= Coppy Laws =

Cecil Alfred "Coppy" Laws (21 November 1916 – 28 May 2002) was a British electronic engineer and radar engineer during World War II, and the inventor of the domestic air ioniser or ionizer.

==Life==
C A "Coppy" Laws was born in Great Yarmouth, England, on 21 November 1916.
In 1931 his father died, and the 14-year-old Cecil was boarded with a school friend's family, and came to terms with his loss by immersing himself in radio, his childhood hobby. He built the first TV in the street, and neighbours would crowd in to see the one hour of weekly broadcasting transmitted by the BBC. There was no money for further education, so he worked in a local shop recharging lead-acid accumulators for radios by day, and cycling 16 miles to evening classes and back, five nights a week for four years. This determination won him a first-class City and Guilds examination in radio communications.

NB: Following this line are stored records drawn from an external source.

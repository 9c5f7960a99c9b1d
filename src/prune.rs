//! Reachability pruning: mark everything reachable from the scenes, skins and
//! animations, then sweep the rest.

use std::fmt;

use gltf::json::{self, mesh::Semantic, validation::Checked, Index};
use hashbrown::HashSet;
use serde::{Deserialize, Serialize};
use tracing::{debug, info};

use crate::{
    document::{accessor_views, primitive_accessors, texture_slots, Document},
    error::{Error, Result},
    extensions,
    info::ResourceCounts,
    progress::{Event, Progress},
    remap::{GraphRemap, Remap},
};

#[derive(Debug, Clone, Copy, Default, PartialEq, Eq, Serialize, Deserialize)]
#[serde(default, deny_unknown_fields)]
pub struct PruneOptions {
    /// Keep nodes that hold nothing.
    pub keep_leaves: bool,
    /// Keep vertex attributes the bound material never reads.
    pub keep_attributes: bool,
    /// Treat nodes with `extras` as non-empty.
    pub keep_extras: bool,
}

#[derive(Debug, Clone, Default, PartialEq, Eq)]
pub struct PruneReport {
    /// Empty nodes detached from their parent or scene.
    pub leaves: usize,
    pub attributes: usize,
    pub removed: ResourceCounts,
}

impl fmt::Display for PruneReport {
    fn fmt(&self, f: &mut fmt::Formatter<'_>) -> fmt::Result {
        writeln!(f, "Removed: {}", self.removed)?;
        if self.leaves > 0 {
            writeln!(f, "Detached empty leaves: {}", self.leaves)?;
        }
        if self.attributes > 0 {
            writeln!(f, "Dropped unused attributes: {}", self.attributes)?;
        }
        Ok(())
    }
}

/// One mark bit per element of every array the sweep compacts.
#[derive(Debug, Clone, Default, PartialEq, Eq)]
pub struct Reachability {
    pub accessors: Vec<bool>,
    pub buffers: Vec<bool>,
    pub buffer_views: Vec<bool>,
    pub cameras: Vec<bool>,
    pub images: Vec<bool>,
    pub materials: Vec<bool>,
    pub meshes: Vec<bool>,
    pub nodes: Vec<bool>,
    pub samplers: Vec<bool>,
    pub skins: Vec<bool>,
    pub textures: Vec<bool>,
}

/// Sets bit `index` and reports whether it was newly set. Out-of-range
/// indices are ignored; the sweep clears them.
fn set(marks: &mut [bool], index: usize) -> bool {
    match marks.get_mut(index) {
        Some(mark) if !*mark => {
            *mark = true;
            true
        }
        _ => false,
    }
}

impl Reachability {
    fn empty(root: &json::Root) -> Self {
        Self {
            accessors: vec![false; root.accessors.len()],
            buffers: vec![false; root.buffers.len()],
            buffer_views: vec![false; root.buffer_views.len()],
            cameras: vec![false; root.cameras.len()],
            images: vec![false; root.images.len()],
            materials: vec![false; root.materials.len()],
            meshes: vec![false; root.meshes.len()],
            nodes: vec![false; root.nodes.len()],
            samplers: vec![false; root.samplers.len()],
            skins: vec![false; root.skins.len()],
            textures: vec![false; root.textures.len()],
        }
    }

    /// Marks everything reachable. Fails when no scene lists a root that
    /// resolves to a node.
    pub fn mark(doc: &Document) -> Result<Self> {
        let root = &doc.root;
        let resolvable = root
            .scenes
            .iter()
            .flat_map(|scene| &scene.nodes)
            .any(|node| node.value() < root.nodes.len());
        if !resolvable {
            return Err(Error::NoSceneRoots);
        }
        Ok(Self::mark_from_scenes(doc))
    }

    fn mark_from_scenes(doc: &Document) -> Self {
        let root = &doc.root;
        let mut marks = Self::empty(root);
        let mut stack: Vec<usize> = root
            .scenes
            .iter()
            .flat_map(|scene| &scene.nodes)
            .map(|node| node.value())
            .collect();
        marks.mark_nodes(doc, &mut stack);

        for animation in &root.animations {
            for channel in &animation.channels {
                set(&mut marks.nodes, channel.target.node.value());
            }
            for sampler in &animation.samplers {
                marks.mark_accessor(doc, sampler.input);
                marks.mark_accessor(doc, sampler.output);
            }
        }
        marks
    }

    fn mark_nodes(&mut self, doc: &Document, stack: &mut Vec<usize>) {
        let root = &doc.root;
        while let Some(n) = stack.pop() {
            if !set(&mut self.nodes, n) {
                continue;
            }
            let node = &root.nodes[n];
            if let Some(mesh) = node.mesh {
                self.mark_mesh(doc, mesh);
            }
            if let Some(camera) = node.camera {
                set(&mut self.cameras, camera.value());
            }
            if let Some(skin) = node.skin
                && set(&mut self.skins, skin.value())
                && let Some(skin) = root.skins.get(skin.value())
            {
                if let Some(matrices) = skin.inverse_bind_matrices {
                    self.mark_accessor(doc, matrices);
                }
                stack.extend(skin.skeleton.map(|node| node.value()));
                stack.extend(skin.joints.iter().map(|joint| joint.value()));
            }
            stack.extend(node.children.iter().flatten().map(|child| child.value()));
        }
    }

    fn mark_mesh(&mut self, doc: &Document, mesh: Index<json::Mesh>) {
        if !set(&mut self.meshes, mesh.value()) {
            return;
        }
        let Some(mesh) = doc.root.meshes.get(mesh.value()) else {
            return;
        };
        for primitive in &mesh.primitives {
            for accessor in primitive_accessors(primitive) {
                self.mark_accessor(doc, accessor);
            }
            if let Some(material) = primitive.material {
                self.mark_material(doc, material);
            }
            if let Some(view) = extensions::draco_buffer_view(primitive) {
                self.mark_view(doc, view);
            }
        }
    }

    fn mark_material(&mut self, doc: &Document, material: Index<json::Material>) {
        if !set(&mut self.materials, material.value()) {
            return;
        }
        let Some(material) = doc.root.materials.get(material.value()) else {
            return;
        };
        for (texture, _) in texture_slots(material) {
            self.mark_texture(doc, texture.value());
        }
    }

    fn mark_texture(&mut self, doc: &Document, texture: usize) {
        if !set(&mut self.textures, texture) {
            return;
        }
        let Some(texture) = doc.root.textures.get(texture) else {
            return;
        };
        if let Some(sampler) = texture.sampler {
            set(&mut self.samplers, sampler.value());
        }
        let sources = extensions::texture_sources(texture).into_iter().map(|(_, image)| image);
        for image in std::iter::once(texture.source.value()).chain(sources) {
            if set(&mut self.images, image)
                && let Some(view) = doc.root.images.get(image).and_then(|i| i.buffer_view)
            {
                self.mark_view(doc, view.value());
            }
        }
    }

    fn mark_accessor(&mut self, doc: &Document, accessor: Index<json::Accessor>) {
        if !set(&mut self.accessors, accessor.value()) {
            return;
        }
        if let Some(accessor) = doc.root.accessors.get(accessor.value()) {
            for view in accessor_views(accessor) {
                self.mark_view(doc, view.value());
            }
        }
    }

    fn mark_view(&mut self, doc: &Document, view: usize) {
        set(&mut self.buffer_views, view);
        if let Some(view) = doc.root.buffer_views.get(view) {
            set(&mut self.buffers, view.buffer.value());
        }
    }

    pub fn into_remap(self) -> GraphRemap {
        GraphRemap {
            accessors: Some(Remap::from_kept(&self.accessors)),
            buffers: Some(Remap::from_kept(&self.buffers)),
            buffer_views: Some(Remap::from_kept(&self.buffer_views)),
            cameras: Some(Remap::from_kept(&self.cameras)),
            images: Some(Remap::from_kept(&self.images)),
            materials: Some(Remap::from_kept(&self.materials)),
            meshes: Some(Remap::from_kept(&self.meshes)),
            nodes: Some(Remap::from_kept(&self.nodes)),
            samplers: Some(Remap::from_kept(&self.samplers)),
            skins: Some(Remap::from_kept(&self.skins)),
            textures: Some(Remap::from_kept(&self.textures)),
        }
    }
}

/// Detaches nodes that hold nothing from their parents and scenes until no
/// such node is left. Joints never count as empty. Returns the number of
/// detachments.
pub fn remove_empty_leaves(doc: &mut Document, keep_extras: bool) -> usize {
    let root = &mut doc.root;
    let joints: HashSet<usize> = root
        .skins
        .iter()
        .flat_map(|skin| skin.joints.iter().chain(&skin.skeleton))
        .map(|node| node.value())
        .collect();

    let mut detached = 0;
    loop {
        let empty: Vec<bool> = root
            .nodes
            .iter()
            .enumerate()
            .map(|(n, node)| {
                node.mesh.is_none()
                    && node.camera.is_none()
                    && node.skin.is_none()
                    && node.children.as_ref().is_none_or(Vec::is_empty)
                    && !joints.contains(&n)
                    && !(keep_extras && extensions::has_extras(node))
            })
            .collect();
        let is_empty = |index: &Index<json::Node>| empty.get(index.value()).copied().unwrap_or(false);

        let mut changed = 0;
        for node in &mut root.nodes {
            if let Some(children) = &mut node.children {
                let before = children.len();
                children.retain(|child| !is_empty(child));
                changed += before - children.len();
                if children.is_empty() {
                    node.children = None;
                }
            }
        }
        for scene in &mut root.scenes {
            let before = scene.nodes.len();
            scene.nodes.retain(|node| !is_empty(node));
            changed += before - scene.nodes.len();
        }

        if changed == 0 {
            break;
        }
        detached += changed;
    }
    detached
}

/// Whether a material reads vertex attribute `semantic`.
///
/// POSITION, COLOR_0, JOINTS_n and WEIGHTS_n are always kept. NORMAL is kept
/// unless the material is unlit, TANGENT only with a normal map, TEXCOORD_n
/// only when some texture slot samples UV set n. Other colour sets go.
pub fn required_by_material(semantic: &Semantic, material: Option<&json::Material>) -> bool {
    match semantic {
        Semantic::Positions | Semantic::Joints(_) | Semantic::Weights(_) => true,
        Semantic::Colors(set) => *set == 0,
        Semantic::Normals => material.is_none_or(|m| !extensions::is_unlit(m)),
        Semantic::Tangents => material.is_some_and(|m| m.normal_texture.is_some()),
        Semantic::TexCoords(set) => material.is_some_and(|m| {
            texture_slots(m)
                .into_iter()
                .any(|(_, tex_coord)| tex_coord == *set)
        }),
        #[allow(unreachable_patterns)]
        _ => true,
    }
}

/// Drops attributes the bound material never reads, together with the
/// matching morph-target deltas. Returns the number of attributes dropped.
pub fn remove_unused_attributes(doc: &mut Document) -> usize {
    let root = &mut doc.root;
    let materials = &root.materials;
    let mut dropped = 0;
    for primitive in root.meshes.iter_mut().flat_map(|mesh| &mut mesh.primitives) {
        let material = primitive.material.and_then(|m| materials.get(m.value()));
        let before = primitive.attributes.len();
        primitive.attributes.retain(|semantic, _| match semantic {
            Checked::Valid(semantic) => required_by_material(semantic, material),
            Checked::Invalid => true,
        });
        dropped += before - primitive.attributes.len();

        let has = |semantic: Semantic| primitive.attributes.contains_key(&Checked::Valid(semantic));
        let (normals, tangents) = (has(Semantic::Normals), has(Semantic::Tangents));
        for target in primitive.targets.iter_mut().flatten() {
            if !normals {
                target.normals = None;
            }
            if !tangents {
                target.tangents = None;
            }
        }
    }
    dropped
}

pub fn prune(
    doc: &mut Document,
    options: &PruneOptions,
    progress: &mut dyn Progress,
) -> Result<PruneReport> {
    const STAGE: &str = "prune";
    let mut report = PruneReport::default();

    progress.report(&Event::new(STAGE, "Marking reachable resources").fraction(0.0));
    let mut marks = Reachability::mark(doc)?;

    if !options.keep_leaves {
        progress.report(&Event::new(STAGE, "Removing empty leaf nodes").fraction(0.25));
        report.leaves = remove_empty_leaves(doc, options.keep_extras);
    }
    if !options.keep_attributes {
        progress.report(&Event::new(STAGE, "Removing unused attributes").fraction(0.5));
        report.attributes = remove_unused_attributes(doc);
    }
    if report.leaves > 0 || report.attributes > 0 {
        marks = Reachability::mark_from_scenes(doc);
    }

    progress.report(&Event::new(STAGE, "Sweeping").fraction(0.75));
    let before = ResourceCounts::of(doc);
    marks.into_remap().apply(doc)?;
    report.removed = before - ResourceCounts::of(doc);

    let details = report.removed.to_string();
    progress.report(&Event::new(STAGE, "done").fraction(1.0).details(&details));
    debug!(leaves = report.leaves, attributes = report.attributes, "pre-sweep passes");
    info!(removed = report.removed.total(), "pruning finished");
    Ok(report)
}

In 1936, aged 20, Laws took a job at Philco. He had striking, copper-coloured hair, and a young secretary, Rita Hay, coined the nickname 'Coppy'. Coppy and Rita were married in 1942.
The couple had five sons. He died on 28 May 2002.

==Work==
In his mid-twenties he designed a range-finding system which allowed guns to home in on enemy ships beyond the horizon with accuracy and to fire a salvo the instant they were detected.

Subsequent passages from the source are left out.